>>
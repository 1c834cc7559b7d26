//! The outside world as the reconciler sees it. The browser binding implements these over
//! Leaflet and the DOM, tests implement them with recording doubles.

use std::time::Duration;

use workout_tracker_data_management::{Field, ValidationError};
use workout_tracker_lib::{workout::ActivityInput, Coordinates, WorkoutId, WorkoutKind};

use crate::{
    event::EventSink,
    presentation::{ListEntry, Popup},
};

/// One shot position lookup. Must answer with exactly one
/// `LocationResolved` or `LocationFailed` event.
pub trait Geolocation {
    fn request_position(&mut self, sink: EventSink);
}

pub trait MapWidget {
    /// Handle the widget uses to find a marker again. Markers are anchored by reference, not by id.
    type Marker;

    fn set_view(&mut self, center: Coordinates, zoom: f64);

    /// Animated move to `center`.
    fn pan_to(&mut self, center: Coordinates, zoom: f64);

    fn add_marker(&mut self, at: Coordinates, popup: &Popup) -> Self::Marker;

    fn remove_marker(&mut self, marker: Self::Marker);

    /// Reports `MapClicked` events.
    fn subscribe_clicks(&mut self, sink: EventSink);
}

pub trait WorkoutForm {
    /// Reveal the form and focus the distance field.
    fn show(&mut self);

    fn read(&self) -> RawWorkoutInput;

    /// Show the cadence or elevation field, whichever belongs to `kind`.
    fn show_fields_for(&mut self, kind: WorkoutKind);

    /// Empty every input.
    fn clear(&mut self);

    /// Hide the form, keeping it out of layout for `transition` so the list doesn't jump.
    fn hide(&mut self, transition: Duration);

    /// Reports `FormSubmitted` and `KindToggled` events.
    fn subscribe(&mut self, sink: EventSink);
}

pub trait WorkoutList {
    /// Insert directly after the form, so the newest entry is on top.
    fn insert(&mut self, entry: &ListEntry);

    fn remove(&mut self, id: &WorkoutId);

    fn clear(&mut self);

    /// Reports `WorkoutSelected` and `DeleteRequested` events.
    fn subscribe(&mut self, sink: EventSink);
}

/// Blocking user notification.
pub trait Notifier {
    fn alert(&mut self, message: &str);
}

/// Form values as typed, before any coercion.
#[derive(Debug, Clone, Default, PartialEq, Eq)]
pub struct RawWorkoutInput {
    pub kind: String,
    pub distance: String,
    pub duration: String,
    pub cadence: String,
    pub elevation: String,
}

/// Parsed form values, ready for the store.
#[derive(Debug, Clone, Copy, PartialEq)]
pub struct ParsedWorkoutInput {
    pub distance_km: f64,
    pub duration_min: f64,
    pub activity: ActivityInput,
}

fn number(raw: &str) -> f64 {
    raw.trim().parse().unwrap_or(f64::NAN)
}

impl RawWorkoutInput {
    /// Unparsable numbers become NaN and are rejected by store validation.
    /// Only an unknown kind is rejected here.
    pub fn parse(&self) -> Result<ParsedWorkoutInput, ValidationError> {
        let kind: WorkoutKind = self.kind.parse().map_err(|_| ValidationError::new(vec![Field::Kind]))?;

        let activity = match kind {
            WorkoutKind::Running => ActivityInput::Running { cadence_spm: number(&self.cadence) },
            WorkoutKind::Cycling => ActivityInput::Cycling { elevation_gain_m: number(&self.elevation) },
        };

        Ok(ParsedWorkoutInput {
            distance_km: number(&self.distance),
            duration_min: number(&self.duration),
            activity,
        })
    }
}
<<
TASK DETAILS: Return the data from the top line through the bottom line exactly.

YOUR RESPONSE:
repository 1c834cc7559b7d26
//! The outside world as the reconciler sees it. The browser binding implements these over
//! Leaflet and the DOM, tests implement them with recording doubles.

use std::time::Duration;

use workout_tracker_data_management::{Field, ValidationError};
use workout_tracker_lib::{workout::ActivityInput, Coordinates, WorkoutId, WorkoutKind};

use crate::{
    event::EventSink,
    presentation::{ListEntry, Popup},
};

/// One shot position lookup. Must answer with exactly one
/// `LocationResolved` or `LocationFailed` event.
pub trait Geolocation {
    fn request_position(&mut self, sink: EventSink);
}

pub trait MapWidget {
    /// Handle the widget uses to find a marker again. Markers are anchored by reference, not by id.
    type Marker;

    fn set_view(&mut self, center: Coordinates, zoom: f64);

    /// Animated move to `center`.
    fn pan_to(&mut self, center: Coordinates, zoom: f64);

    fn add_marker(&mut self, at: Coordinates, popup: &Popup) -> Self::Marker;

    fn remove_marker(&mut self, marker: Self::Marker);

    /// Reports `MapClicked` events.
    fn subscribe_clicks(&mut self, sink: EventSink);
}

pub trait WorkoutForm {
    /// Reveal the form and focus the distance field.
    fn show(&mut self);

    fn read(&self) -> RawWorkoutInput;

    /// Show the cadence or elevation field, whichever belongs to `kind`.
    fn show_fields_for(&mut self, kind: WorkoutKind);

    /// Empty every input.
    fn clear(&mut self);

    /// Hide the form, keeping it out of layout for `transition` so the list doesn't jump.
    fn hide(&mut self, transition: Duration);

    /// Reports `FormSubmitted` and `KindToggled` events.
    fn subscribe(&mut self, sink: EventSink);
}

pub trait WorkoutList {
    /// Insert directly after the form, so the newest entry is on top.
    fn insert(&mut self, entry: &ListEntry);

    fn remove(&mut self, id: &WorkoutId);

    fn clear(&mut self);

    /// Reports `WorkoutSelected` and `DeleteRequested` events.
    fn subscribe(&mut self, sink: EventSink);
}

/// Blocking user notification.
pub trait Notifier {
    fn alert(&mut self, message: &str);
}

/// Form values as typed, before any coercion.
#[derive(Debug, Clone, Default, PartialEq, Eq)]
pub struct RawWorkoutInput {
    pub kind: String,
    pub distance: String,
    pub duration: String,
    pub cadence: String,
    pub elevation: String,
}

/// Parsed form values, ready for the store.
#[derive(Debug, Clone, Copy, PartialEq)]
pub struct ParsedWorkoutInput {
    pub distance_km: f64,
    pub duration_min: f64,
    pub activity: ActivityInput,
}

fn number(raw: &str) -> f64 {
    raw.trim().parse().unwrap_or(f64::NAN)
}

impl RawWorkoutInput {
    /// Unparsable numbers become NaN and are rejected by store validation.
    /// Only an unknown kind is rejected here.
    pub fn parse(&self) -> Result<ParsedWorkoutInput, ValidationError> {
        let kind: WorkoutKind = self.kind.parse().map_err(|_| ValidationError::new(vec![Field::Kind]))?;

        let activity = match kind {
            WorkoutKind::Running => ActivityInput::Running { cadence_spm: number(&self.cadence) },
            WorkoutKind::Cycling => ActivityInput::Cycling { elevation_gain_m: number(&self.elevation) },
        };

        Ok(ParsedWorkoutInput {
            distance_km: number(&self.distance),
            duration_min: number(&self.duration),
            activity,
        })
    }
}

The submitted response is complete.